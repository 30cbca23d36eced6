//! # Sign-up page configuration
//!
//! Client-side knobs for the sign-up flow, loadable from TOML:
//!
//! ```toml
//! success_message = "Account created successfully"
//! unexpected_error_prefix = "Something went wrong"
//! success_destination = "profile"   # or "sign-in"
//! provider = "credentials"
//! toast_duration_secs = 4
//! ```
//!
//! Every key is optional; a missing or empty file is the default
//! configuration.

use serde::{Deserialize, Serialize};

use crate::flow::Destination;

#[derive(Clone, Debug, PartialEq, Serialize, Deserialize)]
#[serde(default)]
pub struct SignUpConfig {
    /// Toast shown once the account exists and the session is established.
    pub success_message: String,
    /// Prefix for the toast shown when a remote call fails outright.
    pub unexpected_error_prefix: String,
    /// Where to go after a successful sign-up.
    pub success_destination: Destination,
    /// Sign-in provider used for the post-registration session.
    pub provider: String,
    /// How long a toast stays up. 0 keeps it until dismissed.
    pub toast_duration_secs: u32,
}

impl Default for SignUpConfig {
    fn default() -> Self {
        Self {
            success_message: "Account created successfully".to_string(),
            unexpected_error_prefix: "Something went wrong".to_string(),
            success_destination: Destination::Profile,
            provider: "credentials".to_string(),
            toast_duration_secs: 4,
        }
    }
}

impl SignUpConfig {
    pub fn filename() -> &'static str {
        "signup.toml"
    }

    pub fn from_toml(s: &str) -> Result<Self, toml::de::Error> {
        toml::from_str(s)
    }

    pub fn to_toml(&self) -> Result<String, toml::ser::Error> {
        toml::to_string_pretty(self)
    }
}
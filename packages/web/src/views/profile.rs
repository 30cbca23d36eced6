use dioxus::prelude::*;

/// Destination after a successful sign-up.
#[component]
pub fn Profile() -> Element {
    rsx! {
        div {
            class: "page page--centered",
            h1 { class: "page-title", "Profile" }
            p { "Your account is ready and you are signed in." }
        }
    }
}
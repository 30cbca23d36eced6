use dioxus::prelude::*;

/// Labelled text input with an inline error line underneath.
#[component]
pub fn Input(
    id: String,
    label: String,
    value: String,
    #[props(default = "text".to_string())] r#type: String,
    #[props(default = "".to_string())] placeholder: String,
    #[props(default = "off".to_string())] autocomplete: String,
    /// Validation message; empty means the field is fine.
    #[props(default = "".to_string())]
    error: String,
    oninput: EventHandler<FormEvent>,
) -> Element {
    let invalid = !error.is_empty();
    let input_class = if invalid {
        "field-input field-input--invalid"
    } else {
        "field-input"
    };

    rsx! {
        div {
            class: "field",
            label {
                r#for: "{id}",
                class: "field-label",
                "{label}"
            }
            input {
                id: "{id}",
                class: input_class,
                r#type: r#type,
                placeholder: "{placeholder}",
                autocomplete: "{autocomplete}",
                value: "{value}",
                "aria-invalid": invalid,
                oninput: move |evt: FormEvent| oninput.call(evt),
            }
            if invalid {
                p {
                    class: "field-error",
                    "{error}"
                }
            }
        }
    }
}
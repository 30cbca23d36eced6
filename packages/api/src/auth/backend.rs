//! # HTTP client for the external authentication backend
//!
//! [`AuthBackend`] forwards registration and sign-in to the service that
//! actually owns accounts and sessions. It is a lazy, process-wide singleton
//! ([`get_backend`]) built from [`Settings`] on first use.
//!
//! Every request carries the configured timeout, so a stalled backend
//! surfaces as an error instead of leaving the form submitting forever.
//!
//! Errors keep the backend URL out of their message: it ends up in the
//! user's toast. The full error is logged here instead.

use forms::{AuthResponse, RegistrationInput};
use reqwest::{Client, StatusCode};
use serde::Serialize;
use thiserror::Error;
use tokio::sync::OnceCell;

use super::response::{decode_response, is_supported_provider, SignInRequest};
use crate::settings::{Backend, Settings};

static BACKEND: OnceCell<AuthBackend> = OnceCell::const_new();

#[derive(Debug, Error)]
pub enum BackendError {
    #[error("auth backend request failed: {0}")]
    Http(reqwest::Error),
    #[error("auth backend returned {0}")]
    Status(StatusCode),
    #[error("invalid settings: {0}")]
    Config(#[from] config::ConfigError),
}

impl From<reqwest::Error> for BackendError {
    fn from(e: reqwest::Error) -> Self {
        BackendError::Http(e.without_url())
    }
}

/// Get or initialize the shared backend client.
pub async fn get_backend() -> Result<&'static AuthBackend, BackendError> {
    BACKEND
        .get_or_try_init(|| async {
            dotenvy::dotenv().ok();
            let settings = Settings::new()?;
            AuthBackend::new(&settings.backend)
        })
        .await
}

#[derive(Debug, Clone)]
pub struct AuthBackend {
    client: Client,
    base_url: String,
}

impl AuthBackend {
    pub fn new(settings: &Backend) -> Result<Self, BackendError> {
        let client = reqwest::ClientBuilder::new()
            .timeout(settings.timeout())
            .build()?;

        Ok(Self {
            client,
            base_url: settings.url.trim_end_matches('/').to_string(),
        })
    }

    pub async fn register(&self, input: &RegistrationInput) -> Result<AuthResponse, BackendError> {
        self.post("register", input).await
    }

    pub async fn sign_in(
        &self,
        provider: &str,
        input: &RegistrationInput,
        redirect: bool,
    ) -> Result<AuthResponse, BackendError> {
        if !is_supported_provider(provider) {
            return Ok(AuthResponse::failed(format!(
                "Unsupported sign-in provider: {}",
                provider
            )));
        }

        let request = SignInRequest {
            provider,
            redirect,
            input,
        };
        self.post("sign-in", &request).await
    }

    pub fn base_url(&self) -> &str {
        &self.base_url
    }

    pub fn endpoint(&self, path: &str) -> String {
        format!("{}/{}", self.base_url, path)
    }

    async fn post<T: Serialize + ?Sized>(
        &self,
        path: &str,
        body: &T,
    ) -> Result<AuthResponse, BackendError> {
        let url = self.endpoint(path);
        tracing::debug!("POST {}", url);

        let response = self
            .client
            .post(&url)
            .json(body)
            .send()
            .await
            .inspect_err(|e| tracing::error!("Auth backend {} unreachable: {}", url, e))?;
        let status = response.status();
        let text = response
            .text()
            .await
            .inspect_err(|e| tracing::error!("Auth backend {} reply unreadable: {}", url, e))?;

        decode_response(status.as_u16(), &text).ok_or_else(|| {
            tracing::error!("Auth backend {} answered {} with {:?}", url, status, text);
            BackendError::Status(status)
        })
    }
}
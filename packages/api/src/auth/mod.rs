//! Authentication backend access.

mod response;
pub use response::{decode_response, is_supported_provider, SignInRequest, SUPPORTED_PROVIDERS};

#[cfg(feature = "server")]
mod backend;
#[cfg(feature = "server")]
pub use backend::{get_backend, AuthBackend, BackendError};
mod sign_up;
pub use sign_up::SignUp;

mod sign_in;
pub use sign_in::SignIn;

mod profile;
pub use profile::Profile;
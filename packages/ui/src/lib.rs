//! This crate contains all shared UI for the workspace.

pub mod components;

// Re-export icon library
pub use dioxus_free_icons::Icon;
pub mod icons {
    pub use dioxus_free_icons::icons::fa_solid_icons::*;
}

pub mod toast;
pub use toast::{push_toast, use_toasts, Toast, ToastLevel, ToastNotifier, Toasts};

mod toast_viewport;
pub use toast_viewport::ToastProvider;

mod services;
pub use services::{ServerRegistration, ServerSession};

mod sign_up;
pub use sign_up::SignUpForm;
//! The sign-up form: four validated fields, a busy-aware submit button and a
//! link to sign-in. Submission runs [`SignUpFlow`] against the server
//! functions, reporting through toasts.

use dioxus::prelude::*;
use forms::{Destination, Field, FormState, FormStatus, Navigator, SignUpConfig, SignUpFlow};

use crate::components::{Button, Input};
use crate::services::{ServerRegistration, ServerSession};
use crate::toast::{use_toasts, ToastNotifier};

const SIGN_UP_CSS: Asset = asset!("/assets/styling/sign_up.css");

/// Routing is owned by the app crate; the form only asks for a destination.
#[derive(Clone, Copy)]
struct HandlerNavigator(EventHandler<Destination>);

impl Navigator for HandlerNavigator {
    fn navigate(&self, to: Destination) {
        self.0.call(to);
    }
}

fn label(field: Field) -> &'static str {
    match field {
        Field::Email => "Email",
        Field::Username => "Username",
        Field::Password => "Password",
        Field::ConfirmPassword => "Confirm Password",
    }
}

fn input_type(field: Field) -> &'static str {
    match field {
        Field::Password | Field::ConfirmPassword => "password",
        Field::Email | Field::Username => "text",
    }
}

fn placeholder(field: Field) -> &'static str {
    match field {
        Field::Email => "Enter your email here",
        Field::Username => "Enter your username here",
        Field::Password | Field::ConfirmPassword => "*******",
    }
}

fn autocomplete(field: Field) -> &'static str {
    match field {
        Field::Email => "email",
        Field::Username => "username",
        Field::Password | Field::ConfirmPassword => "new-password",
    }
}

fn submit_label(status: FormStatus) -> &'static str {
    match status {
        FormStatus::Idle => "Sign Up",
        FormStatus::Registering => "Creating account...",
        FormStatus::SigningIn => "Signing in...",
        FormStatus::Navigated => "Redirecting...",
    }
}

#[component]
pub fn SignUpForm(
    on_navigate: EventHandler<Destination>,
    #[props(default)] config: SignUpConfig,
) -> Element {
    let mut form = use_signal(FormState::new);
    let toasts = use_toasts();

    let handle_submit = move |evt: FormEvent| {
        evt.prevent_default();

        let input = match form.write().begin_submit() {
            Ok(input) => input,
            Err(blocked) => {
                tracing::debug!("Sign-up submit blocked: {}", blocked);
                return;
            }
        };

        let config = config.clone();
        spawn(async move {
            let flow = SignUpFlow::new(
                ServerRegistration,
                ServerSession,
                ToastNotifier::new(toasts),
                HandlerNavigator(on_navigate),
            )
            .with_config(config);

            let outcome = flow
                .submit(&input, |status| form.write().set_status(status))
                .await;
            form.write().finish_submit(&outcome);
        });
    };

    let fields = Field::ALL.map(|field| (field, field.name()));
    let button_label = submit_label(form.read().status());
    let submitting = form.read().is_submitting();

    rsx! {
        document::Stylesheet { href: SIGN_UP_CSS }

        div {
            class: "sign-up-card",

            h1 {
                class: "sign-up-title",
                "Sign Up"
            }

            form {
                class: "sign-up-form",
                onsubmit: handle_submit,

                div {
                    class: "sign-up-fields",
                    for (field, name) in fields {
                        Input {
                            key: "{name}",
                            id: format!("sign-up-{}", name),
                            label: label(field).to_string(),
                            r#type: input_type(field).to_string(),
                            placeholder: placeholder(field).to_string(),
                            autocomplete: autocomplete(field).to_string(),
                            value: form.read().value(field).to_string(),
                            error: form.read().error(field).unwrap_or_default().to_string(),
                            oninput: move |evt: FormEvent| form.write().set_value(field, evt.value()),
                        }
                    }
                }

                Button {
                    class: "sign-up-submit",
                    r#type: "submit",
                    loading: submitting,
                    "{button_label}"
                }
            }

            div {
                class: "sign-up-footer",
                "Already have an account ?"
                a {
                    class: "sign-up-link",
                    href: Destination::SignIn.path(),
                    onclick: move |evt: MouseEvent| {
                        evt.prevent_default();
                        on_navigate.call(Destination::SignIn);
                    },
                    "Sign in"
                }
            }
        }
    }
}
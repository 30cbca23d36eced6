//! Collaborator implementations backed by the `api` server functions.

use dioxus::prelude::*;
use forms::{
    AuthResponse, RegistrationInput, RegistrationService, ServiceError, SessionService,
    SignInOptions,
};

/// Registration through `POST /api/auth/register`.
#[derive(Clone, Copy, Debug, Default)]
pub struct ServerRegistration;

impl RegistrationService for ServerRegistration {
    async fn register(&self, input: &RegistrationInput) -> Result<AuthResponse, ServiceError> {
        api::register(input.clone()).await.map_err(service_error)
    }
}

/// Sign-in through `POST /api/auth/sign-in`.
#[derive(Clone, Copy, Debug, Default)]
pub struct ServerSession;

impl SessionService for ServerSession {
    async fn sign_in(
        &self,
        provider: &str,
        input: &RegistrationInput,
        options: SignInOptions,
    ) -> Result<AuthResponse, ServiceError> {
        api::sign_in(provider.to_string(), input.clone(), options.redirect)
            .await
            .map_err(service_error)
    }
}

fn service_error(e: ServerFnError) -> ServiceError {
    match e {
        ServerFnError::Request(_) => ServiceError::Transport(e.to_string()),
        _ => ServiceError::Server(e.to_string()),
    }
}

> **Exercise**
Please show every line of the entries above that contains the word "Something".

> **Your response**
//! unexpected_error_prefix = "Something went wrong"
            unexpected_error_prefix: "Something went wrong".to_string(),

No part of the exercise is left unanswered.